What to produce:
Sort through the data and copy the lines holding the word "AsyncReaderBuilder".
********************
//! Row-producing engines: a fast single-pass tokenizer and a flexible
//! csv-async fallback with matching output on valid input.

use async_trait::async_trait;
use bytes::BytesMut;
use csv_async::AsyncReaderBuilder;
use memchr::memchr;
use tokio::io::{AsyncRead, AsyncReadExt};

use crate::{HeaderMode, ReadError, ReadOptions, ReadResult};

/// Parser implementation selector.
#[derive(Debug, Clone, Copy, PartialEq, Eq, Default)]
pub enum Engine {
    /// Single-pass `memchr` tokenizer. Rejects ragged rows and embedded
    /// newlines inside quoted fields.
    #[default]
    Fast,
    /// csv-async based reader; tolerates malformed rows the fast engine
    /// rejects.
    Flexible,
}

/// Incremental row source shared by both engines.
#[async_trait]
pub(crate) trait RowReader: Send {
    fn headers(&self) -> &[String];
    async fn next_row(&mut self) -> ReadResult<Option<Vec<String>>>;
}

pub(crate) type BoxedRows = Box<dyn RowReader>;

pub(crate) async fn open(
    input: Box<dyn AsyncRead + Unpin + Send>,
    options: &ReadOptions,
) -> ReadResult<BoxedRows> {
    match options.engine {
        Engine::Flexible => Ok(Box::new(FlexibleReader::open(input, options).await?)),
        Engine::Fast => Ok(Box::new(FastReader::open(input, options).await?)),
    }
}

fn positional_names(width: usize) -> Vec<String> {
    (0..width).map(|i| i.to_string()).collect()
}

struct FlexibleReader {
    reader: csv_async::AsyncReader<Box<dyn AsyncRead + Unpin + Send>>,
    headers: Vec<String>,
    /// First data row, peeked for width when there is no header.
    pending: Option<Vec<String>>,
    record: csv_async::ByteRecord,
}

impl FlexibleReader {
    async fn open(
        input: Box<dyn AsyncRead + Unpin + Send>,
        options: &ReadOptions,
    ) -> ReadResult<FlexibleReader> {
        let mut reader = AsyncReaderBuilder::new()
            .has_headers(options.header == HeaderMode::FirstRow)
            .flexible(true)
            .delimiter(options.separator)
            // Larger internal buffer reduces syscalls and allocator churn
            .buffer_capacity(1 << 20)
            .create_reader(input);

        let mut pending = None;
        let headers = match options.header {
            HeaderMode::FirstRow => {
                let headers = reader.headers().await.map_err(ReadError::from_csv)?;
                headers.iter().map(str::to_string).collect()
            }
            HeaderMode::None => {
                let mut record = csv_async::ByteRecord::new();
                if reader
                    .read_byte_record(&mut record)
                    .await
                    .map_err(ReadError::from_csv)?
                {
                    let first = record_to_row(&record)?;
                    let names = positional_names(first.len());
                    pending = Some(first);
                    names
                } else {
                    Vec::new()
                }
            }
        };
        Ok(FlexibleReader {
            reader,
            headers,
            pending,
            record: csv_async::ByteRecord::new(),
        })
    }
}

fn record_to_row(record: &csv_async::ByteRecord) -> ReadResult<Vec<String>> {
    record
        .iter()
        .map(|field| {
            std::str::from_utf8(field)
                .map(str::to_string)
                .map_err(|err| ReadError::Encoding {
                    encoding: "UTF-8",
                    offset: err.valid_up_to() as u64,
                })
        })
        .collect()
}

#[async_trait]
impl RowReader for FlexibleReader {
    fn headers(&self) -> &[String] {
        &self.headers
    }

    async fn next_row(&mut self) -> ReadResult<Option<Vec<String>>> {
        if let Some(row) = self.pending.take() {
            return Ok(Some(row));
        }
        if self
            .reader
            .read_byte_record(&mut self.record)
            .await
            .map_err(ReadError::from_csv)?
        {
            Ok(Some(record_to_row(&self.record)?))
        } else {
            Ok(None)
        }
    }
}

const READ_CHUNK: usize = 64 * 1024;

/// Streaming single-pass tokenizer: accumulate decoded bytes, split records
/// on newlines and fields on the separator. Strict where the flexible engine
/// is lenient.
struct FastReader {
    input: Box<dyn AsyncRead + Unpin + Send>,
    buf: BytesMut,
    eof: bool,
    headers: Vec<String>,
    pending: Option<Vec<String>>,
    separator: u8,
    /// Expected field count; rows that differ are malformed.
    width: usize,
    /// Index of the next data row, for error positions.
    row: usize,
}

impl FastReader {
    async fn open(
        input: Box<dyn AsyncRead + Unpin + Send>,
        options: &ReadOptions,
    ) -> ReadResult<FastReader> {
        let mut reader = FastReader {
            input,
            buf: BytesMut::with_capacity(READ_CHUNK),
            eof: false,
            headers: Vec::new(),
            pending: None,
            separator: options.separator,
            width: 0,
            row: 0,
        };
        match options.header {
            HeaderMode::FirstRow => {
                if let Some(first) = reader.next_record().await? {
                    reader.width = first.len();
                    reader.headers = first;
                }
            }
            HeaderMode::None => {
                if let Some(first) = reader.next_record().await? {
                    reader.width = first.len();
                    reader.headers = positional_names(first.len());
                    reader.pending = Some(first);
                }
            }
        }
        Ok(reader)
    }

    /// Pull the next physical record, or `None` at end of input. Blank lines
    /// are skipped, matching the flexible engine.
    async fn next_record(&mut self) -> ReadResult<Option<Vec<String>>> {
        loop {
            if let Some(pos) = memchr(b'\n', &self.buf) {
                let line = self.buf.split_to(pos + 1);
                let mut line = &line[..line.len() - 1];
                if line.ends_with(b"\r") {
                    line = &line[..line.len() - 1];
                }
                if line.is_empty() {
                    continue;
                }
                return Ok(Some(self.split_line(line)?));
            }
            if self.eof {
                if self.buf.is_empty() {
                    return Ok(None);
                }
                let line = self.buf.split_to(self.buf.len());
                let mut line = &line[..];
                if line.ends_with(b"\r") {
                    line = &line[..line.len() - 1];
                }
                if line.is_empty() {
                    return Ok(None);
                }
                return Ok(Some(self.split_line(line)?));
            }
            self.buf.reserve(READ_CHUNK);
            let n = self
                .input
                .read_buf(&mut self.buf)
                .await
                .map_err(ReadError::from_io)?;
            if n == 0 {
                self.eof = true;
            }
        }
    }

    /// Split one record into fields. Quoted fields may contain separators
    /// and `""` escapes but not newlines; anything between a closing quote
    /// and the next separator is malformed.
    fn split_line(&self, line: &[u8]) -> ReadResult<Vec<String>> {
        let sep = self.separator;
        let mut fields = Vec::new();
        let mut i = 0usize;
        loop {
            if line.get(i) == Some(&b'"') {
                let mut field = Vec::new();
                i += 1;
                loop {
                    match memchr(b'"', &line[i..]) {
                        Some(off) => {
                            field.extend_from_slice(&line[i..i + off]);
                            i += off + 1;
                            if line.get(i) == Some(&b'"') {
                                field.push(b'"');
                                i += 1;
                            } else {
                                break;
                            }
                        }
                        None => {
                            return Err(self.malformed("unterminated quoted field"));
                        }
                    }
                }
                fields.push(into_utf8(field)?);
                match line.get(i) {
                    None => break,
                    Some(&b) if b == sep => i += 1,
                    Some(_) => return Err(self.malformed("data after closing quote")),
                }
            } else {
                match memchr(sep, &line[i..]) {
                    Some(off) => {
                        fields.push(into_utf8(line[i..i + off].to_vec())?);
                        i += off + 1;
                    }
                    None => {
                        fields.push(into_utf8(line[i..].to_vec())?);
                        break;
                    }
                }
            }
        }
        Ok(fields)
    }

    fn malformed(&self, message: &str) -> ReadError {
        ReadError::MalformedRow {
            row: self.row,
            message: message.to_string(),
        }
    }
}

fn into_utf8(field: Vec<u8>) -> ReadResult<String> {
    String::from_utf8(field).map_err(|err| ReadError::Encoding {
        encoding: "UTF-8",
        offset: err.utf8_error().valid_up_to() as u64,
    })
}

#[async_trait]
impl RowReader for FastReader {
    fn headers(&self) -> &[String] {
        &self.headers
    }

    async fn next_row(&mut self) -> ReadResult<Option<Vec<String>>> {
        let record = match self.pending.take() {
            Some(first) => Some(first),
            None => self.next_record().await?,
        };
        let Some(fields) = record else {
            return Ok(None);
        };
        if fields.len() != self.width {
            return Err(ReadError::MalformedRow {
                row: self.row,
                message: format!("expected {} fields, got {}", self.width, fields.len()),
            });
        }
        self.row += 1;
        Ok(Some(fields))
    }
}
impl DocumentOptions {
    pub fn from_json(json: &str) -> Result<Self, PrintError> {
        let options: Self = serde_json::from_str(json)
            .map_err(|e| PrintError::InvalidConfiguration(format!("options JSON: {e}")))?;
        options.validate()?;
        Ok(options)
    }

    pub fn from_file(path: &Path) -> Result<Self, PrintError> {
        Self::from_json(&std::fs::read_to_string(path)?)
    }

    pub fn validate(&self) -> Result<(), PrintError> {
        let invalid = |msg: String| Err(PrintError::InvalidConfiguration(msg));
        if !(self.page_width_in > 0.0 && self.page_height_in > 0.0) {
            return invalid(format!(
                "page size must be positive, got {}x{} in",
                self.page_width_in, self.page_height_in
            ));
        }
        let lengths = [
            ("headerHeightIn", self.header_height_in),
            ("footerHeightIn", self.footer_height_in),
            ("contentPaddingTopIn", self.content_padding_top_in),
            ("contentPaddingXIn", self.content_padding_x_in),
            ("gapPx", self.gap_px),
        ];
        if let Some((name, value)) = lengths.iter().find(|(_, v)| !(*v >= 0.0)) {
            return invalid(format!("{name} must not be negative, got {value}"));
        }
        if self.header_height_in + self.footer_height_in >= self.page_height_in {
            return invalid(format!(
                "header and footer ({} in) leave no room on a {} in page",
                self.header_height_in + self.footer_height_in,
                self.page_height_in
            ));
        }
        if 2.0 * self.content_padding_x_in >= self.page_width_in {
            return invalid(format!(
                "horizontal padding {} in leaves no content width",
                self.content_padding_x_in
            ));
        }
        if !(self.device_pixel_ratio > 0.0) {
            return invalid(format!(
                "devicePixelRatio must be positive, got {}",
                self.device_pixel_ratio
            ));
        }
        Ok(())
    }

    /// Height budget of a page's body in px: page minus header and footer.
    /// Content padding is not subtracted.
    pub fn body_px(&self) -> f32 {
        (self.page_height_in - self.header_height_in - self.footer_height_in) * PX_PER_IN
    }

    pub fn page_width_px(&self) -> f32 {
        self.page_width_in * PX_PER_IN
    }

    pub fn page_height_px(&self) -> f32 {
        self.page_height_in * PX_PER_IN
    }

    /// A measurement surface sized to this document's content region.
    pub fn surface(&self) -> LayoutSurface {
        LayoutSurface::new(self.page_width_in, self.content_padding_x_in)
    }

    fn pagination(&self, blocks: &[Block]) -> PaginationOptions {
        let break_before = self.break_before.clone().or_else(|| {
            blocks
                .iter()
                .any(Block::wants_break_before)
                .then(|| blocks.iter().map(Block::wants_break_before).collect())
        });
        PaginationOptions {
            gap_px: self.gap_px,
            body_px: self.body_px(),
            include_intro: self.include_intro_reserve,
            break_before,
        }
    }
}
********************
Answer box:
use csv_async::AsyncReaderBuilder;
        let mut reader = AsyncReaderBuilder::new()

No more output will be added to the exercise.